At the very bottom of these, there is a tiny Pueblo village on one side and a bear paw – symbol of protection, strength and survival – on the other.
The designs are sized and formed to complement the shape of the piece, and perfectly matched, as can be seen in this large photo.
Notice that the lines on either side of the design facing you are exactly lined up.
Rhythmic repetition of circles of feathers creates a striking pattern, while the pictorial sides provide a quieter design.
In the center of one of the circular feather patterns, stepped symbols of rain, on the left, are paired with a mini-Sunface on the right, depicting the balance of nature that the figures are praying for.

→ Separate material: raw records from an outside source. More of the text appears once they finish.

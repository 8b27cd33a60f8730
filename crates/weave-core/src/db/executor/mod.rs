mod cancel;
mod context;
mod hydrate;
mod load;
mod mutate;
mod save;

#[cfg(test)]
mod tests;

// re-exports
pub use cancel::CancelToken;
pub use hydrate::{Correspondence, Hydrator};
pub use load::QueryResolver;
pub use mutate::MutationExecutor;
pub use save::{
    Cascade, CascadePaths, JoinDelta, NodeOutcome, NodeReport, PersistenceWalker, SaveOptions,
    SaveOutcome, SaveReport,
};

This piece of pottery is almost totally perfect in every way: basic form, design complementarity, skill of execution, totally traditional mode of creation.
The clay was hand-gathered and -coiled; the red slip was ground, mixed, and applied by hand.
The glossy surface was stone-polished, the design etched by hand, and the piece was pit-fired.
A piece that is all of a piece, and one to be proud of.
Sadly, Tom Tapia passed away, a few years ago. So, although Sue continues to create pottery, their collaboration is at an end.